Attending the Creating Climate Wealth (CCW) conference last week in Washington, DC gave me the confidence to trust I can walk the walk as much as I can talk the talk, insofar as sustainable agriculture is concerned. Given that AgriGate Asia, my online business intelligence newsletter and publication, seeks to attract an audience of environmental and agricultural experts, scientists, academics, policy-makers, investors and non-profits, it’s critical to my success that I interact with them and test my ideas out on them.
And that’s exactly what I did.
Presented by the Carbon War Room – Richard Branson’s initiative aiming to push our society beyond its current reliance on carbon-based technologies and unsustainable resource demands – CCW seeks to utilize existing and emerging technological innovations to address business solutions in ways that are sustainable and move toward a zero-carbon future.
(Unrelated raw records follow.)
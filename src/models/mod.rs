// Copyright (c) 2025, Jason Jenkins
// SPDX-License-Identifier: BSD-3-Clause

//! Data model: annotations, definitions, the metadata store and tools.

pub mod annotation;
pub mod definition;
pub mod metadata;
pub mod tool;
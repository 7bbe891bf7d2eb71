// Copyright (c) 2025, Jason Jenkins
// SPDX-License-Identifier: BSD-3-Clause

//! HTTP client for the device debug server.

use super::{DeviceClient, DeviceError, RunResult};
use crate::io::media::{decode_frame, Frame};
use std::io::Read;
use std::time::Duration;

/// Largest screenshot body accepted.
const MAX_SCREENSHOT_BYTES: u64 = 64 * 1024 * 1024;

pub struct HttpDeviceClient {
    host: String,
    agent: ureq::Agent,
}

impl HttpDeviceClient {
    pub fn new(host: impl Into<String>, timeout: Duration) -> Self {
        let agent = ureq::AgentBuilder::new().timeout(timeout).build();
        Self {
            host: host.into(),
            agent,
        }
    }

    fn url(&self, path: &str) -> String {
        format!("http://{}{}", self.host, path)
    }
}

fn map_error(url: &str, error: ureq::Error) -> DeviceError {
    match error {
        ureq::Error::Status(status, _) => DeviceError::Status {
            url: url.to_string(),
            status,
        },
        ureq::Error::Transport(t) => DeviceError::Transport {
            url: url.to_string(),
            message: t.to_string(),
        },
    }
}

impl DeviceClient for HttpDeviceClient {
    fn host(&self) -> &str {
        &self.host
    }

    fn screenshot(&self) -> Result<Frame, DeviceError> {
        let url = self.url("/api/screenshot");
        let response = self.agent.get(&url).call().map_err(|e| map_error(&url, e))?;

        let mut bytes = Vec::new();
        response
            .into_reader()
            .take(MAX_SCREENSHOT_BYTES)
            .read_to_end(&mut bytes)?;

        log::debug!("Received screenshot ({} bytes)", bytes.len());
        Ok(decode_frame(&bytes)?)
    }

    fn run_code(&self, code: &str) -> Result<RunResult, DeviceError> {
        let url = self.url("/api/code/run");
        let response = self
            .agent
            .post(&url)
            .send_json(serde_json::json!({ "code": code }))
            .map_err(|e| map_error(&url, e))?;

        let body = response.into_string()?;
        Ok(serde_json::from_str(&body)?)
    }
}
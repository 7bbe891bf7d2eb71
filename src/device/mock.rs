// Copyright (c) 2025, Jason Jenkins
// SPDX-License-Identifier: BSD-3-Clause

//! Scripted device used by tests.

use super::{DeviceClient, DeviceError, RunResult};
use crate::io::media::Frame;
use std::sync::mpsc::{channel, Receiver, Sender};
use std::sync::Mutex;
use std::time::Duration;

pub struct MockClient {
    calls: Mutex<Sender<()>>,
    gate: Mutex<Option<Receiver<()>>>,
    fail_screenshots: bool,
    run_reply: Mutex<Option<Result<RunResult, DeviceError>>>,
}

impl MockClient {
    /// A device that answers immediately. The receiver sees one message per
    /// screenshot request.
    pub fn new() -> (Self, Receiver<()>) {
        let (calls, seen) = channel();
        (
            Self {
                calls: Mutex::new(calls),
                gate: Mutex::new(None),
                fail_screenshots: false,
                run_reply: Mutex::new(None),
            },
            seen,
        )
    }

    /// A device whose screenshots block until the returned sender is signalled.
    pub fn gated() -> (Self, Receiver<()>, Sender<()>) {
        let (client, seen) = Self::new();
        let (open, gate) = channel();
        *client.gate.lock().unwrap() = Some(gate);
        (client, seen, open)
    }

    pub fn failing() -> (Self, Receiver<()>) {
        let (mut client, seen) = Self::new();
        client.fail_screenshots = true;
        (client, seen)
    }

    pub fn reply_with(self, reply: Result<RunResult, DeviceError>) -> Self {
        *self.run_reply.lock().unwrap() = Some(reply);
        self
    }
}

impl DeviceClient for MockClient {
    fn host(&self) -> &str {
        "mock:0"
    }

    fn screenshot(&self) -> Result<Frame, DeviceError> {
        let _ = self.calls.lock().unwrap().send(());
        if let Some(gate) = self.gate.lock().unwrap().as_ref() {
            let _ = gate.recv_timeout(Duration::from_secs(5));
        }
        if self.fail_screenshots {
            return Err(DeviceError::Transport {
                url: "http://mock:0/api/screenshot".into(),
                message: "connection refused".into(),
            });
        }
        Ok(Frame::from_rgba(image::RgbaImage::new(4, 4)))
    }

    fn run_code(&self, _code: &str) -> Result<RunResult, DeviceError> {
        self.run_reply
            .lock()
            .unwrap()
            .take()
            .unwrap_or(Ok(RunResult::Ok { result: None }))
    }
}
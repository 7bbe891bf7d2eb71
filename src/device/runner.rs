// Copyright (c) 2025, Jason Jenkins
// SPDX-License-Identifier: BSD-3-Clause

//! Runs the script on the device without blocking the UI.

use super::{DeviceClient, DeviceError, RunResult};
use std::sync::mpsc::{channel, Receiver, TryRecvError};
use std::sync::Arc;

/// Answer to a run request.
#[derive(Debug, Clone, Copy, PartialEq, Eq)]
pub enum RunRequest {
    Started,
    /// Nothing to run
    Blank,
    /// A previous run is still going
    Busy,
}

pub struct CodeRunner {
    client: Arc<dyn DeviceClient>,
    pending: Option<Receiver<Result<RunResult, DeviceError>>>,
}

impl CodeRunner {
    pub fn new(client: Arc<dyn DeviceClient>) -> Self {
        Self {
            client,
            pending: None,
        }
    }

    pub fn is_busy(&self) -> bool {
        self.pending.is_some()
    }

    pub fn start(&mut self, code: &str) -> RunRequest {
        if self.is_busy() {
            return RunRequest::Busy;
        }
        if code.trim().is_empty() {
            return RunRequest::Blank;
        }

        let (sender, receiver) = channel();
        self.pending = Some(receiver);

        log::info!("Running script ({} bytes)", code.len());
        let client = self.client.clone();
        let code = code.to_string();
        std::thread::spawn(move || {
            let _ = sender.send(client.run_code(&code));
        });
        RunRequest::Started
    }

    /// The outcome of the current run once it is finished. The runner is
    /// idle again after this returns `Some`, whatever the outcome.
    pub fn poll(&mut self) -> Option<Result<RunResult, DeviceError>> {
        let receiver = self.pending.as_ref()?;
        let outcome = match receiver.try_recv() {
            Ok(outcome) => outcome,
            Err(TryRecvError::Empty) => return None,
            Err(TryRecvError::Disconnected) => Err(DeviceError::Disconnected),
        };
        self.pending = None;
        Some(outcome)
    }
}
Investing $1.3 trillion each year in green sectors would deliver long-term stability in the global economy, a new UN report has suggested; yet full commercial utilization of this innovation and their financial rewards still elude us. CCW aims to “fast-track this amazing wealth creation opportunity” and create actionable “roadmaps to a post-Carbon future” by creating “economic growth, entrepreneurial wealth, well paid jobs, and make billion ton (gigaton) carbon reductions.”
It’s not just an economic concern: it’s a pressing environmental one, too. According to research by the World Resources Institute, agriculture is humanity’s greatest contributor to climate change. I know it cannot be ignored – and by attending CCW, I learned others were just as aware of this challenge as I.
As this was an invitation-only event, I was honored to participate; and as this was the first year offering a track devoted specifically to discussing Sustainable Agriculture, I was excited to engage on the ground floor of this emerging sector. Over the course of 2-plus days of intense meetings, discussions, panels and partying (which is when most of the networking really takes place, let’s be honest), I was able to conclude that the impetus behind AgriGate Asia really had traction and addresses a need for the people who operate in the agricultural industry.
By interacting personally with the community whose support is like oxygen for AgriGate Asia to thrive, I learned those “unspoken” skills that can’t be absorbed when one lives abroad, as I do: the language and protocols, culture and gossip which lubricate and ease decision-making on a bigger scale. Equally important, I met the gatekeepers and decision-makers critical to the investment, cleantech and agricultural industry, fomenting relationships that I foresee leading to advisory and investment opportunities.
When working on a start-up independently, one never knows how the project will be received once it sees the light of day. Will it whither away, unsupported and un-nurtured; or will it thrive like a seedling, watered and sunned? Thanks to the ROI Micro Grant, I’m increasingly confident AgriGate Asia will blossom.